Hazar World’den Osman Kurt’un hazırladığı habere göre Türkiye 2001 krizi sonrasında aldığı ekonomik önlemler sonrasında ciddi bir ivme yakaladı ve bir dönem dünyanın ilgiyle izlediği bir ülke oldu. 2002-2014 tarihleri arasında ortalama yüzde 4,8’lik büyümenin bir sonucu olarak Türkiye’nin enerji talebi de hızla arttı. Bu dönemde doğal gaz tüketimi üç kata yakın bir artışla 2014 yılı sonunda 48 milyar metreküpe ulaştı. Öyle ki Türkiye’nin elektrik tüketimi yıllık ortalama yüzde 5,6 artışla yıllık büyümeyi bile geride bıraktı. Bu artan enerji talebi doğal olarak da son dönemde enerji yatırımlarında ciddi bir artışa neden oldu. Bu 12 yılda enerji yatırımları yaklaşık 49 milyar doları buldu. Ancak son yıllarda doların hızla değer kazanması sonucu Türk Lirası da bu süreçten etkilendi. TL’nin dolar karşısında yaşadığı değer kaybı ise enerji şirketlerinin Türkiye’deki yatırımlarının geleceğinin incelenmesine neden oluyor.

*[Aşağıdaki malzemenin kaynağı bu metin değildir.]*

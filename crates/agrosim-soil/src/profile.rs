//! Ordered soil layers and their rooting status.

use agrosim_kernel::ParameterProvider;
use serde::Serialize;

use crate::error::SoilError;
use crate::layer::{PF_FIELD_CAPACITY, PF_WILTING_POINT, SoilLayer};

/// Tolerance for matching a rooting depth to a layer boundary (cm).
const BOUNDARY_TOLERANCE: f64 = 0.01;

/// How accessible a layer is to the current crop roots.
#[derive(Debug, Clone, Copy, PartialEq, Eq, Serialize)]
#[serde(rename_all = "snake_case")]
pub enum RootingStatus {
    /// Entirely inside the current root zone.
    Rooted,
    /// Crossed by the current rooting depth.
    PartiallyRooted,
    /// Between the rooting depth and the maximum rooting depth.
    PotentiallyRooted,
    /// Below the maximum rooting depth.
    Unrooted,
}

/// An ordered stack of soil layers, top to bottom.
#[derive(Debug, Clone, PartialEq)]
pub struct SoilProfile {
    layers: Vec<SoilLayer>,
    surface_conductivity: f64,
}

impl SoilProfile {
    /// Build a profile from explicit layers.
    pub fn new(layers: Vec<SoilLayer>, surface_conductivity: f64) -> Result<Self, SoilError> {
        if layers.is_empty() {
            return Err(SoilError::InvalidProfile {
                reason: "profile has no layers".to_owned(),
            });
        }
        Ok(Self {
            layers,
            surface_conductivity,
        })
    }

    /// Build a profile from the active soil parameters.
    ///
    /// Expects `THICKNESS` (one value per layer), `SMTAB` and `CONTAB`
    /// (one table per layer, or a single table shared by all layers),
    /// `SURFACE_CONDUCTIVITY`, and optionally `PFFC`, `PFWP` and
    /// `GROUNDWATER`.
    pub fn from_parameters(params: &ParameterProvider) -> Result<Self, SoilError> {
        if params.contains("GROUNDWATER") && params.flag("GROUNDWATER")? {
            return Err(SoilError::GroundwaterUnsupported);
        }

        let thickness = params.age_numbers("THICKNESS")?;
        let sm_tables = params.table_list("SMTAB")?;
        let cond_tables = params.table_list("CONTAB")?;
        let pf_fc = params.number_or("PFFC", PF_FIELD_CAPACITY)?;
        let pf_wp = params.number_or("PFWP", PF_WILTING_POINT)?;

        let pick = |tables: &[agrosim_types::Afgen], index: usize, name: &str| {
            let table = if tables.len() == 1 { tables.first() } else { tables.get(index) };
            table.cloned().ok_or_else(|| SoilError::InvalidProfile {
                reason: format!(
                    "{name} has {} tables for {} layers",
                    tables.len(),
                    thickness.len()
                ),
            })
        };

        let layers = thickness
            .iter()
            .enumerate()
            .map(|(index, tsl)| {
                SoilLayer::new(
                    *tsl,
                    pick(&sm_tables, index, "SMTAB")?,
                    pick(&cond_tables, index, "CONTAB")?,
                    pf_fc,
                    pf_wp,
                )
            })
            .collect::<Result<Vec<_>, _>>()?;

        Self::new(layers, params.number("SURFACE_CONDUCTIVITY")?)
    }

    /// Layers, top to bottom.
    pub fn layers(&self) -> &[SoilLayer] {
        &self.layers
    }

    /// Number of layers.
    pub fn len(&self) -> usize {
        self.layers.len()
    }

    /// Whether the profile has no layers (never true once constructed).
    pub fn is_empty(&self) -> bool {
        self.layers.is_empty()
    }

    /// Maximum infiltration rate at the surface (cm/day).
    pub const fn surface_conductivity(&self) -> f64 {
        self.surface_conductivity
    }

    /// Total depth of the profile (cm).
    pub fn max_rootable_depth(&self) -> f64 {
        self.layers.iter().map(|l| l.thickness).sum()
    }

    /// Lower boundary of each layer (cm below surface).
    pub fn lower_boundaries(&self) -> Vec<f64> {
        self.layers
            .iter()
            .scan(0.0, |depth, layer| {
                *depth += layer.thickness;
                Some(*depth)
            })
            .collect()
    }

    /// Check that `rdm` lies within the profile on a layer boundary.
    pub fn validate_max_rooting_depth(&self, rdm: f64) -> Result<(), SoilError> {
        let boundaries = self.lower_boundaries();
        if rdm > self.max_rootable_depth() + BOUNDARY_TOLERANCE {
            return Err(SoilError::RootingDepth {
                rdm,
                reason: "exceeds the depth of the soil profile",
            });
        }
        if !boundaries.iter().any(|b| (b - rdm).abs() < BOUNDARY_TOLERANCE) {
            return Err(SoilError::RootingDepth {
                rdm,
                reason: "must coincide with a layer boundary",
            });
        }
        Ok(())
    }

    /// Classify every layer for rooting depth `rd` and maximum `rdm`, and
    /// assign the `wtop`/`wpot`/`wund` weights.
    pub fn determine_rooting_status(&mut self, rd: f64, rdm: f64) {
        let mut upper = 0.0;
        for layer in &mut self.layers {
            let lower = upper + layer.thickness;
            let t = layer.thickness;
            let (status, wtop, wpot) = if lower <= rd {
                (RootingStatus::Rooted, 1.0, 0.0)
            } else if upper < rd {
                let wtop = (rd - upper) / t;
                let wpot = ((rdm.min(lower) - rd) / t).max(0.0);
                (RootingStatus::PartiallyRooted, wtop, wpot)
            } else if lower <= rdm {
                (RootingStatus::PotentiallyRooted, 0.0, 1.0)
            } else if upper < rdm {
                (RootingStatus::PotentiallyRooted, 0.0, (rdm - upper) / t)
            } else {
                (RootingStatus::Unrooted, 0.0, 0.0)
            };
            layer.rooting_status = status;
            layer.wtop = wtop;
            layer.wpot = wpot;
            layer.wund = (1.0 - wtop - wpot).max(0.0);
            upper = lower;
        }
    }

    /// Root-zone depth covered by the layers (sum of thickness times `wtop`).
    pub fn rooted_depth(&self) -> f64 {
        self.layers.iter().map(|l| l.thickness * l.wtop).sum()
    }
}
//! Canopy gross CO2 assimilation.
//!
//! Daily gross assimilation is integrated with a three-point Gaussian
//! quadrature over the daylight period and, for each of those moments,
//! over three canopy depths. Sunlit and shaded leaves are treated
//! separately, each following an exponential light response with maximum
//! `AMAX` and initial slope `EFF`. Low night temperatures reduce the daily
//! total through `TMNFTB`, applied to the 7-day running mean of `TMIN`.

use std::collections::VecDeque;

use agrosim_kernel::ParameterProvider;
use agrosim_types::{Afgen, WeatherRecord, astro};

use crate::error::CropError;

/// Gaussian points on [0, 1].
const XGAUSS: [f64; 3] = [0.112_701_7, 0.5, 0.887_298_3];

/// Gaussian weights.
const WGAUSS: [f64; 3] = [0.277_777_8, 0.444_444_4, 0.277_777_8];

/// Scattering coefficient of leaves for visible light.
const SCV: f64 = 0.2;

/// Days in the running minimum temperature.
const TMIN_WINDOW: usize = 7;

/// kg CO2 to kg CH2O.
const CO2_TO_CH2O: f64 = 30.0 / 44.0;

/// Atmospheric CO2 effect on assimilation.
#[derive(Debug, Clone, PartialEq)]
pub struct CarbonDioxide {
    /// Atmospheric concentration (ppm).
    pub co2: f64,
    /// AMAX multiplier by concentration.
    pub amax: Afgen,
    /// EFF multiplier by concentration.
    pub eff: Afgen,
}

/// Assimilation parameters.
#[derive(Debug, Clone, PartialEq)]
pub struct AssimilationParameters {
    /// Maximum leaf assimilation by DVS (kg CO2/ha leaf/h).
    pub amaxtb: Afgen,
    /// AMAX reduction by daytime temperature.
    pub tmpftb: Afgen,
    /// Light use efficiency by daytime temperature.
    pub efftb: Afgen,
    /// Extinction coefficient for diffuse light by DVS.
    pub kdiftb: Afgen,
    /// Reduction by 7-day mean minimum temperature.
    pub tmnftb: Afgen,
    /// Optional CO2 response.
    pub co2: Option<CarbonDioxide>,
}

impl AssimilationParameters {
    /// Read from the parameter provider. The CO2 response is used when
    /// `CO2` is given.
    pub fn from_parameters(params: &ParameterProvider) -> Result<Self, CropError> {
        let co2 = if params.contains("CO2") {
            Some(CarbonDioxide {
                co2: params.number("CO2")?,
                amax: params.table("CO2AMAXTB")?,
                eff: params.table("CO2EFFTB")?,
            })
        } else {
            None
        };
        Ok(Self {
            amaxtb: params.table("AMAXTB")?,
            tmpftb: params.table("TMPFTB")?,
            efftb: params.table("EFFTB")?,
            kdiftb: params.table("KDIFTB")?,
            tmnftb: params.table("TMNFTB")?,
            co2,
        })
    }
}

/// Instantaneous gross assimilation of the whole canopy (kg CO2/ha/h).
fn assim(amax: f64, eff: f64, lai: f64, kdif: f64, sinb: f64, pardir: f64, pardif: f64) -> f64 {
    let sqv = (1.0 - SCV).sqrt();
    let refh = (1.0 - sqv) / (1.0 + sqv);
    let refs = refh * 2.0 / 1.6f64.mul_add(sinb, 1.0);
    let kdirbl = (0.5 / sinb) * kdif / (0.8 * sqv);
    let kdirt = kdirbl * sqv;
    let amax_eff = f64::max(2.0, amax);

    let mut fgros = 0.0;
    for (x, w) in XGAUSS.iter().zip(WGAUSS) {
        let laic = lai * x;
        let visdf = (1.0 - refs) * pardif * kdif * (-kdif * laic).exp();
        let vist = (1.0 - refs) * pardir * kdirt * (-kdirt * laic).exp();
        let visd = (1.0 - SCV) * pardir * kdirbl * (-kdirbl * laic).exp();
        let visshd = visdf + vist - visd;
        let fgrsh = amax * (1.0 - (-visshd * eff / amax_eff).exp());

        let vispp = (1.0 - SCV) * pardir * kdirbl;
        let fgrsun = if vispp <= 0.0 {
            fgrsh
        } else {
            amax * (1.0 - (amax - fgrsh) * (1.0 - (-vispp * eff / amax_eff).exp()) / (eff * vispp))
        };

        let fslla = (-kdirbl * laic).exp();
        let fgl = fslla.mul_add(fgrsun, (1.0 - fslla) * fgrsh);
        fgros += fgl * w;
    }
    fgros * lai
}

/// Daily total gross assimilation (kg CO2/ha/day).
pub fn totass(
    weather: &WeatherRecord,
    amax: f64,
    eff: f64,
    lai: f64,
    kdif: f64,
) -> f64 {
    let a = astro(weather.day, weather.lat, weather.irrad);
    if amax <= 0.0 || lai <= 0.0 || a.dayl <= 0.0 || a.dsinbe <= 0.0 {
        return 0.0;
    }
    let mut dtga = 0.0;
    for (x, w) in XGAUSS.iter().zip(WGAUSS) {
        let hour = (0.5 * a.dayl).mul_add(*x, 12.0);
        let sinb = f64::max(
            0.0,
            a.cosld
                .mul_add((2.0 * core::f64::consts::PI * (hour + 12.0) / 24.0).cos(), a.sinld),
        );
        if sinb <= 0.0 {
            continue;
        }
        let par = 0.5 * weather.irrad * sinb * 0.4f64.mul_add(sinb, 1.0) / a.dsinbe;
        let pardif = f64::min(par, sinb * a.difpp);
        let pardir = par - pardif;
        dtga += assim(amax, eff, lai, kdif, sinb, pardir, pardif) * w;
    }
    dtga * a.dayl
}

/// Potential gross assimilation of the canopy.
#[derive(Debug, Clone)]
pub struct Assimilation {
    params: AssimilationParameters,
    tmin: VecDeque<f64>,
    /// Today's `TMIN`, appended to the record on integrate.
    tmin_today: Option<f64>,
}

impl Assimilation {
    /// Read the parameters; the minimum temperature record starts empty.
    pub fn initialize(params: &ParameterProvider) -> Result<Self, CropError> {
        Ok(Self {
            params: AssimilationParameters::from_parameters(params)?,
            tmin: VecDeque::with_capacity(TMIN_WINDOW),
            tmin_today: None,
        })
    }

    /// Running mean of `TMIN` over the past six days and today.
    fn mean_tmin(&self, today: f64) -> f64 {
        let past = self.tmin.iter().rev().take(TMIN_WINDOW.saturating_sub(1));
        let (sum, n) = past.fold((today, 1.0), |(sum, n), t| (sum + t, n + 1.0));
        sum / n
    }

    /// Potential gross assimilation (kg CH2O/ha/day).
    pub fn calc_rates(&mut self, weather: &WeatherRecord, dvs: f64, lai: f64) -> f64 {
        self.tmin_today = Some(weather.tmin);
        let p = &self.params;
        let dtemp = weather.dtemp();
        let (co2_amax, co2_eff) = p
            .co2
            .as_ref()
            .map_or((1.0, 1.0), |c| (c.amax.eval(c.co2), c.eff.eval(c.co2)));
        let amax = p.amaxtb.eval(dvs) * co2_amax * p.tmpftb.eval(dtemp);
        let eff = p.efftb.eval(dtemp) * co2_eff;
        let kdif = p.kdiftb.eval(dvs);

        let dtga = totass(weather, amax, eff, lai, kdif) * p.tmnftb.eval(self.mean_tmin(weather.tmin));
        dtga * CO2_TO_CH2O
    }

    /// Add the minimum temperature seen by today's rates to the record.
    pub fn integrate(&mut self) {
        let Some(tmin) = self.tmin_today.take() else {
            return;
        };
        if self.tmin.len() >= TMIN_WINDOW {
            self.tmin.pop_front();
        }
        self.tmin.push_back(tmin);
    }

    /// Forget the temperature record.
    pub fn reset(&mut self) {
        self.tmin.clear();
        self.tmin_today = None;
    }
}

Özel Sektör İçin Enerji Yatırımlarındaki Kârlılıklar Sorgulanabilir
Türkiye’nin her geçen gün enerji talebi hızla artıyor. Bu da yeni enerji yatırımı ihtiyaçlarını beraberinde getiriyor. Türkiye’de bu yatırımları büyük oranda özel sektör yapıyor. Türkiye’nin toplam kurulu gücünde kamunun payı son yıllarda yüzde 30,1 seviyelerine kadar geriledi. Bu açıdan TL’nin değer kaybının Türkiye’deki enerji yatırımlarına etkisini öngörebilmek için özel sektördeki mevcut enerji şirketlerinin finansman yapılarını analiz etmekte fayda var. “Borsadaki halka açık enerji şirketlerinin sermaye yapılarına bakıldığında genel olarak yatırımların yabancı kaynaklarla finanse edildiği görülüyor. Enerji yatırımları uzun dönemde geri dönüşü gerçekleşen yatırımlar olduğu için likidite yönetimi anlamında firmalar açısından uzun vadeli yabancı kaynak bulma ihtiyacı ön plana çıkıyor” diyor Hazar Strateji Enstitüsü Uzmanı, Süleyman Şah Üniversitesi İktisat Bölüm Başkanı Fatih Macit ve ekliyor: “Firmalar Türk Lirası cinsinden uzun vadeli finansman imkânlarına erişimde sıkıntı yaşayabildikleri için daha çok döviz cinsinden borçlanmaya yöneliyor”. Elektrik fiyatları tamamen döviz kuruna endeksli olmadığı için bu durum firmalar açısından ciddi bir döviz kuru riski ortaya çıkarıyor. Türkiye’deki halka açık enerji şirketlerinin yabancı para pozisyonları önemli ölçüde ekside. Fatih Macit, “Kurdaki yükseliş öncelikle mevcut yatırımların kârlılığını negatif olarak etkiliyor. Önümüzdeki dönem için planlanan yatırımlar açısından değerlendirildiğinde kurdaki yükseliş ve özellikle artan volatilitenin enerji yatırımları üzerinde aşağı yönlü bir baskı ortaya çıkaracağı beklenebilir” diyor.

Banka Kredilerine Ulaşmak Zorlaşabilir
Ayrıca kurdaki dalgalanma, bankaları kur riski ile karşı kaşıya olan enerji şirketlerine karşı daha sıkı bir kredi politikası uygulamaya itebilir. Bu da enerji şirketlerinin finansmana erişimde sıkıntılar çekmelerine neden olabilir.

Öte yandan bu süreçten daha az etkilenecek enerji yatırımları da var. Türkiye’de yapılan boru hattı projeleri Türkiye’nin enerji güvenliği için çok önem arz ediyor. Fatih Macit, “Boru hattı yatırımlarında proje gelirleri döviz cinsinden gerçekleşirken yatırım maliyetlerinin ve işletme giderlerinin bir kısmı yabancı para bir kısmı ise yerli para cinsinden gerçekleşiyor” diyor. Dolayısıyla elektrik piyasasına yönelik yatırımların tam tersine boru hattı yatırımları döviz kurundaki yükselişten olumlu etkilenme potansiyeli taşıyorlar.